◆ **Provided information**:
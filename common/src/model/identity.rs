use serde::{Deserialize, Serialize};

/// Kind of identifier an applicant can present, inferred from its digit count.
///
/// - `Dni`: 8 digits, national identity document.
/// - `Ce`: 9 digits, carné de extranjería.
/// - `Ruc`: 11 digits, tax registration number.
#[derive(Debug, Clone, Copy, PartialEq, Eq, Hash, Serialize, Deserialize)]
#[serde(rename_all = "UPPERCASE")]
pub enum IdKind {
    Dni,
    Ce,
    Ruc,
}

impl IdKind {
    /// Classifies a raw identifier. Surrounding whitespace is ignored; anything
    /// that is not all ASCII digits of length 8, 9 or 11 yields `None`.
    pub fn classify(raw: &str) -> Option<IdKind> {
        let id = raw.trim();
        if id.is_empty() || !id.bytes().all(|b| b.is_ascii_digit()) {
            return None;
        }
        match id.len() {
            8 => Some(IdKind::Dni),
            9 => Some(IdKind::Ce),
            11 => Some(IdKind::Ruc),
            _ => None,
        }
    }

    pub fn label(self) -> &'static str {
        match self {
            IdKind::Dni => "DNI",
            IdKind::Ce => "CE",
            IdKind::Ruc => "RUC",
        }
    }

    /// DNI and CE identify people; RUC identifies taxpayers.
    pub fn is_person(self) -> bool {
        matches!(self, IdKind::Dni | IdKind::Ce)
    }
}

#[cfg(test)]
mod tests {
    use super::*;

    #[test]
    fn classifies_by_digit_count() {
        assert_eq!(IdKind::classify("12345678"), Some(IdKind::Dni));
        assert_eq!(IdKind::classify("123456789"), Some(IdKind::Ce));
        assert_eq!(IdKind::classify("20123456789"), Some(IdKind::Ruc));
        assert_eq!(IdKind::classify("  12345678 "), Some(IdKind::Dni));
    }

    #[test]
    fn rejects_other_shapes() {
        assert_eq!(IdKind::classify(""), None);
        assert_eq!(IdKind::classify("1234567"), None);
        assert_eq!(IdKind::classify("1234567890"), None);
        assert_eq!(IdKind::classify("1234567a"), None);
        assert_eq!(IdKind::classify("１２３４５６７８"), None);
    }

    #[test]
    fn serializes_as_uppercase_label() {
        let json = serde_json::to_string(&IdKind::Ruc).unwrap();
        assert_eq!(json, "\"RUC\"");
    }
}
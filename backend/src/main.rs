mod config;
mod dates;
mod documents;
mod error;
mod lookup;
mod services;
mod session;
mod state;
mod store;
mod validation;

use crate::config::AppConfig;
use crate::session::SessionsState;
use crate::state::AppState;
use actix_web::{web, App, HttpServer};
use env_logger::Env;
use log::info;
use std::io;

#[actix_web::main]
async fn main() -> io::Result<()> {
    env_logger::init_from_env(Env::default().default_filter_or("info"));

    let config = AppConfig::from_env().map_err(|e| io::Error::new(io::ErrorKind::InvalidInput, e.to_string()))?;
    let (host, port, session_idle) = (config.host.clone(), config.port, config.session_idle);
    info!(
        "Datos en {}, plantillas en {}, documentos en {}",
        config.data_dir.display(),
        config.templates_dir.display(),
        config.output_dir.display()
    );
    let state = AppState::from_config(config).map_err(|e| io::Error::other(e.to_string()))?;
    let data = web::Data::new(state);
    let sessions = SessionsState::new(session_idle);

    info!("Server running at http://{}:{}", host, port);

    HttpServer::new(move || {
        App::new()
            .app_data(web::JsonConfig::default().limit(2 * 1024 * 1024)) // 2 MB
            .app_data(data.clone())
            .app_data(web::Data::new(sessions.clone()))
            .service(services::sessions::configure_routes())
            .service(services::lookup::configure_routes())
            .service(services::documents::configure_routes())
            .service(services::permits::configure_routes())
            .service(services::adverts::configure_routes())
            .service(services::compatibility::configure_routes())
    })
        .bind((host, port))?
        .run()
        .await
}
use crate::error::AppError;
use crate::session::{session_id, SessionsState};
use actix_web::{web, HttpRequest, HttpResponse};

/// Handler for `GET /api/sessions/current`.
pub async fn process(req: HttpRequest, sessions: web::Data<SessionsState>) -> Result<HttpResponse, AppError> {
    let context = sessions.get(&session_id(&req)?).await?;
    Ok(HttpResponse::Ok().json(context))
}
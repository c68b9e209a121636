//! Error taxonomy of the back-office API.
//!
//! Every handler returns `Result<_, AppError>`; actix turns the error into a
//! JSON body `{"error": kind, "message": text}` with the status code of its
//! kind. Messages are meant for the clerk using the form, so they are in
//! Spanish.

use crate::documents::TemplateError;
use crate::lookup::LookupError;
use crate::store::StoreError;
use actix_web::http::StatusCode;
use actix_web::{HttpResponse, ResponseError};
use serde_json::json;

#[derive(Debug, thiserror::Error)]
pub enum AppError {
    /// Malformed or incomplete user input. Nothing was persisted.
    #[error("{0}")]
    InvalidInput(String),

    /// The external registry could not answer.
    #[error("{0}")]
    Service(LookupError),

    #[error(transparent)]
    Template(#[from] TemplateError),

    #[error(transparent)]
    Store(#[from] StoreError),

    /// A record the request refers to does not exist.
    #[error("{0}")]
    NotFound(String),

    /// Missing `X-Session-Id` or an id the server does not know.
    #[error("{0}")]
    Session(String),

    /// A workflow step was requested before the steps it depends on.
    #[error("{0}")]
    Workflow(String),

    #[error("configuración inválida: {0}")]
    Config(String),
}

impl AppError {
    pub fn kind(&self) -> &'static str {
        match self {
            AppError::InvalidInput(_) => "invalid_input",
            AppError::Service(_) => "service",
            AppError::Template(_) => "template",
            AppError::Store(_) => "store",
            AppError::NotFound(_) => "not_found",
            AppError::Session(_) => "session",
            AppError::Workflow(_) => "workflow",
            AppError::Config(_) => "config",
        }
    }
}

impl From<LookupError> for AppError {
    fn from(error: LookupError) -> Self {
        match error {
            LookupError::InvalidInput(message) => AppError::InvalidInput(message),
            other => AppError::Service(other),
        }
    }
}

impl ResponseError for AppError {
    fn status_code(&self) -> StatusCode {
        match self {
            AppError::InvalidInput(_) => StatusCode::BAD_REQUEST,
            AppError::Service(_) => StatusCode::BAD_GATEWAY,
            AppError::Template(_) | AppError::Config(_) => StatusCode::INTERNAL_SERVER_ERROR,
            AppError::Store(_) => StatusCode::SERVICE_UNAVAILABLE,
            AppError::NotFound(_) => StatusCode::NOT_FOUND,
            AppError::Session(_) => StatusCode::BAD_REQUEST,
            AppError::Workflow(_) => StatusCode::CONFLICT,
        }
    }

    fn error_response(&self) -> HttpResponse {
        HttpResponse::build(self.status_code()).json(json!({
            "error": self.kind(),
            "message": self.to_string(),
        }))
    }
}
//! # Advertising Permit Service Module
//!
//! Evaluation and certificate documents for advertising signs under
//! `/api/adverts`, and the `Certificados` registry they end up in.
//!
//! ## Sub-modules:
//! - `evaluation`: validates the sign data and renders the evaluation of its kind.
//! - `certificate`: renders the certificate from the session's evaluation.
//! - `save`: appends the last certificate to the registry.
//! - `registry`: reads or rewrites the whole registry tab.

mod certificate;
mod evaluation;
mod registry;
mod save;

use actix_web::web::{get, post, put, scope};
use actix_web::Scope;

const API_PATH: &str = "/api/adverts";

/// # Registered Routes:
///
/// *   **`POST /evaluation`**: `evaluation::process`, answers the `.docx`.
/// *   **`POST /certificate`**: `certificate::process`; `409` without an
///     evaluation in the session.
/// *   **`POST /save`**: `save::process`; `409` without a certificate.
/// *   **`GET /registry`** / **`PUT /registry`**: `registry::read` and
///     `registry::replace`.
pub fn configure_routes() -> Scope {
    scope(API_PATH)
        .route("/evaluation", post().to(evaluation::process))
        .route("/certificate", post().to(certificate::process))
        .route("/save", post().to(save::process))
        .route("/registry", get().to(registry::read))
        .route("/registry", put().to(registry::replace))
}
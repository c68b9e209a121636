//! Models shared between the back-office HTTP server and its clients.

pub mod model;
pub mod requests;
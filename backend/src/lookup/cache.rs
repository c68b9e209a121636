use std::collections::HashMap;
use std::time::{Duration, Instant};
use tokio::sync::Mutex;

/// Answers kept per key for a fixed time-to-live. Expired entries are dropped
/// when read and swept on every insert; nothing else invalidates them.
pub struct TtlCache<V> {
    ttl: Duration,
    entries: Mutex<HashMap<String, (V, Instant)>>,
}

impl<V: Clone> TtlCache<V> {
    pub fn new(ttl: Duration) -> Self {
        Self { ttl, entries: Mutex::new(HashMap::new()) }
    }

    pub async fn get(&self, key: &str) -> Option<V> {
        let mut entries = self.entries.lock().await;
        match entries.get(key) {
            Some((value, stored_at)) if stored_at.elapsed() < self.ttl => Some(value.clone()),
            Some(_) => {
                entries.remove(key);
                None
            }
            None => None,
        }
    }

    pub async fn insert(&self, key: String, value: V) {
        let mut entries = self.entries.lock().await;
        entries.retain(|_, (_, stored_at)| stored_at.elapsed() < self.ttl);
        entries.insert(key, (value, Instant::now()));
    }

    #[cfg(test)]
    async fn len(&self) -> usize {
        self.entries.lock().await.len()
    }
}
use crate::error::AppError;
use crate::session::{SessionsState, SESSION_HEADER};
use crate::state::AppState;
use actix_web::{web, HttpRequest, HttpResponse};

/// Handler for `GET /api/lookup/autocomplete/{id}`.
pub async fn process(
    req: HttpRequest,
    state: web::Data<AppState>,
    sessions: web::Data<SessionsState>,
    id: web::Path<String>,
) -> Result<HttpResponse, AppError> {
    let answer = state.lookup.autocomplete(&id).await;

    let session = req
        .headers()
        .get(SESSION_HEADER)
        .and_then(|value| value.to_str().ok())
        .map(str::trim)
        .filter(|value| !value.is_empty());
    if let (Some(session), Some(message)) = (session, &answer.message) {
        let message = message.clone();
        sessions
            .update(session, |context| context.lookup_message = Some(message))
            .await?;
    }

    Ok(HttpResponse::Ok().json(answer))
}
pub mod adverts;
pub mod compatibility;
pub mod documents;
pub mod lookup;
pub mod permits;
pub mod sessions;
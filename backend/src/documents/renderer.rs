//! Template lookup, output naming and delivery of generated documents.

use crate::documents::docx::{render_docx, TemplateContext};
use crate::documents::TemplateError;
use actix_web::http::header::{Charset, ContentDisposition, DispositionParam, DispositionType, ExtendedValue};
use actix_web::HttpResponse;
use log::info;
use mime_guess::from_path;
use std::fs;
use std::io::{self, Write};
use std::path::PathBuf;
use tempfile::NamedTempFile;

/// A filled document, already copied to the output directory.
#[derive(Debug)]
pub struct RenderedDocument {
    pub file_name: String,
    pub bytes: Vec<u8>,
}

impl RenderedDocument {
    /// `200 OK` with the document as an attachment download. Names with
    /// non-ASCII characters (`N°`) also go out RFC 5987 encoded.
    pub fn into_response(self) -> HttpResponse {
        let mime = from_path(&self.file_name).first_or_octet_stream();
        let fallback: String = self
            .file_name
            .chars()
            .map(|c| if c.is_ascii() { c } else { '_' })
            .collect();
        let mut parameters = vec![DispositionParam::Filename(fallback)];
        if !self.file_name.is_ascii() {
            parameters.push(DispositionParam::FilenameExt(ExtendedValue {
                charset: Charset::Ext("UTF-8".to_owned()),
                language_tag: None,
                value: self.file_name.into_bytes(),
            }));
        }

        HttpResponse::Ok()
            .content_type(mime.as_ref())
            .insert_header(ContentDisposition {
                disposition: DispositionType::Attachment,
                parameters,
            })
            .body(self.bytes)
    }
}

#[derive(Debug, Clone)]
pub struct TemplateRenderer {
    templates_dir: PathBuf,
    output_dir: PathBuf,
}

impl TemplateRenderer {
    /// Creates both directories when they do not exist yet.
    pub fn open(templates_dir: impl Into<PathBuf>, output_dir: impl Into<PathBuf>) -> io::Result<Self> {
        let renderer = Self {
            templates_dir: templates_dir.into(),
            output_dir: output_dir.into(),
        };
        fs::create_dir_all(&renderer.templates_dir)?;
        fs::create_dir_all(&renderer.output_dir)?;
        Ok(renderer)
    }

    /// Fills `template` (relative to the templates directory) and saves the
    /// result as `{stem}.docx` in the output directory. On error nothing is
    /// written.
    pub fn render(
        &self,
        template: &str,
        context: &TemplateContext,
        stem: &str,
    ) -> Result<RenderedDocument, TemplateError> {
        let path = self.templates_dir.join(template);
        let source = fs::read(&path).map_err(|e| match e.kind() {
            io::ErrorKind::NotFound => TemplateError::Missing { path: path.clone() },
            _ => TemplateError::Archive {
                path: path.clone(),
                message: e.to_string(),
            },
        })?;

        let bytes = render_docx(&path, &source, context)?;
        let file_name = format!("{}.docx", sanitize_filename(stem));
        self.store(&file_name, &bytes)?;
        info!("Documento generado: {} (plantilla {})", file_name, template);

        Ok(RenderedDocument { file_name, bytes })
    }

    fn store(&self, file_name: &str, bytes: &[u8]) -> Result<(), TemplateError> {
        let target = self.output_dir.join(file_name);
        let output_error = |source: io::Error| TemplateError::Output {
            path: target.clone(),
            source,
        };

        let mut temp = NamedTempFile::new_in(&self.output_dir).map_err(output_error)?;
        temp.write_all(bytes).map_err(output_error)?;
        temp.persist(&target).map_err(|e| output_error(e.error))?;
        Ok(())
    }
}

/// Replaces characters that are not allowed in file names.
pub fn sanitize_filename(stem: &str) -> String {
    stem.chars()
        .map(|c| match c {
            '<' | '>' | ':' | '"' | '/' | '\\' | '|' | '?' | '*' => '_',
            '\n' | '\r' => ' ',
            other => other,
        })
        .collect::<String>()
        .trim()
        .to_string()
}
//! Field resolution over the registry's `result` object.
//!
//! The registry has renamed fields across versions, so every value is looked
//! up through an ordered list of candidate keys and the first non-empty one
//! wins.

use common::model::identity::IdKind;
use common::model::lookup::LookupRecord;
use serde_json::{Map, Value};

pub const GIVEN_NAMES: &[&str] = &["first_name", "nombres", "given_name"];
pub const FIRST_SURNAME: &[&str] = &["first_last_name", "apellido_paterno", "apellidoPaterno"];
pub const SECOND_SURNAME: &[&str] = &["second_last_name", "apellido_materno", "apellidoMaterno"];
pub const FULL_NAME: &[&str] = &["full_name", "nombre_completo", "nombreCompleto"];
pub const BUSINESS_NAME: &[&str] = &[
    "razon_social",
    "razonSocial",
    "nombre_razon_social",
    "nombreRazonSocial",
    "nombre",
    "full_name",
];
pub const ADDRESS: &[&str] = &["direccion", "domicilio_fiscal", "address"];
pub const STATUS: &[&str] = &["estado", "status"];
pub const CONDITION: &[&str] = &["condicion", "condition"];

pub fn first_text(map: &Map<String, Value>, candidates: &[&str]) -> String {
    candidates
        .iter()
        .filter_map(|key| map.get(*key))
        .filter_map(text_of)
        .find(|value| !value.is_empty())
        .unwrap_or_default()
}

fn text_of(value: &Value) -> Option<String> {
    match value {
        Value::String(text) => Some(text.trim().to_owned()),
        Value::Number(number) => Some(number.to_string()),
        _ => None,
    }
}

/// Given names, first surname and second surname, upper-cased and joined with
/// single spaces. Falls back to the full-name field, trimmed but otherwise as
/// the registry wrote it, when all three are empty.
pub fn person_name(map: &Map<String, Value>) -> String {
    let parts: Vec<String> = [GIVEN_NAMES, FIRST_SURNAME, SECOND_SURNAME]
        .iter()
        .map(|candidates| first_text(map, candidates))
        .filter(|part| !part.is_empty())
        .collect();
    if parts.is_empty() {
        return first_text(map, FULL_NAME);
    }
    parts.join(" ").to_uppercase()
}

pub fn business_name(map: &Map<String, Value>) -> String {
    first_text(map, BUSINESS_NAME)
}

pub fn build_record(kind: IdKind, id: String, result: Map<String, Value>) -> LookupRecord {
    let display_name = match kind {
        IdKind::Ruc => business_name(&result),
        IdKind::Dni | IdKind::Ce => person_name(&result),
    };
    LookupRecord {
        kind,
        id,
        display_name,
        address: first_text(&result, ADDRESS),
        status: first_text(&result, STATUS),
        condition: first_text(&result, CONDITION),
        result,
    }
}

◆ **What to do**: Repeat the material above exactly, beginning with its first line and ending with the line that holds "that is not", and leave out everything else.

◆ **Problem solution**:
filename common/src/model/identity.rs
use serde::{Deserialize, Serialize};

/// Kind of identifier an applicant can present, inferred from its digit count.
///
/// - `Dni`: 8 digits, national identity document.
/// - `Ce`: 9 digits, carné de extranjería.
/// - `Ruc`: 11 digits, tax registration number.
#[derive(Debug, Clone, Copy, PartialEq, Eq, Hash, Serialize, Deserialize)]
#[serde(rename_all = "UPPERCASE")]
pub enum IdKind {
    Dni,
    Ce,
    Ruc,
}

impl IdKind {
    /// Classifies a raw identifier. Surrounding whitespace is ignored; anything
    /// that is not all ASCII digits of length 8, 9 or 11 yields `None`.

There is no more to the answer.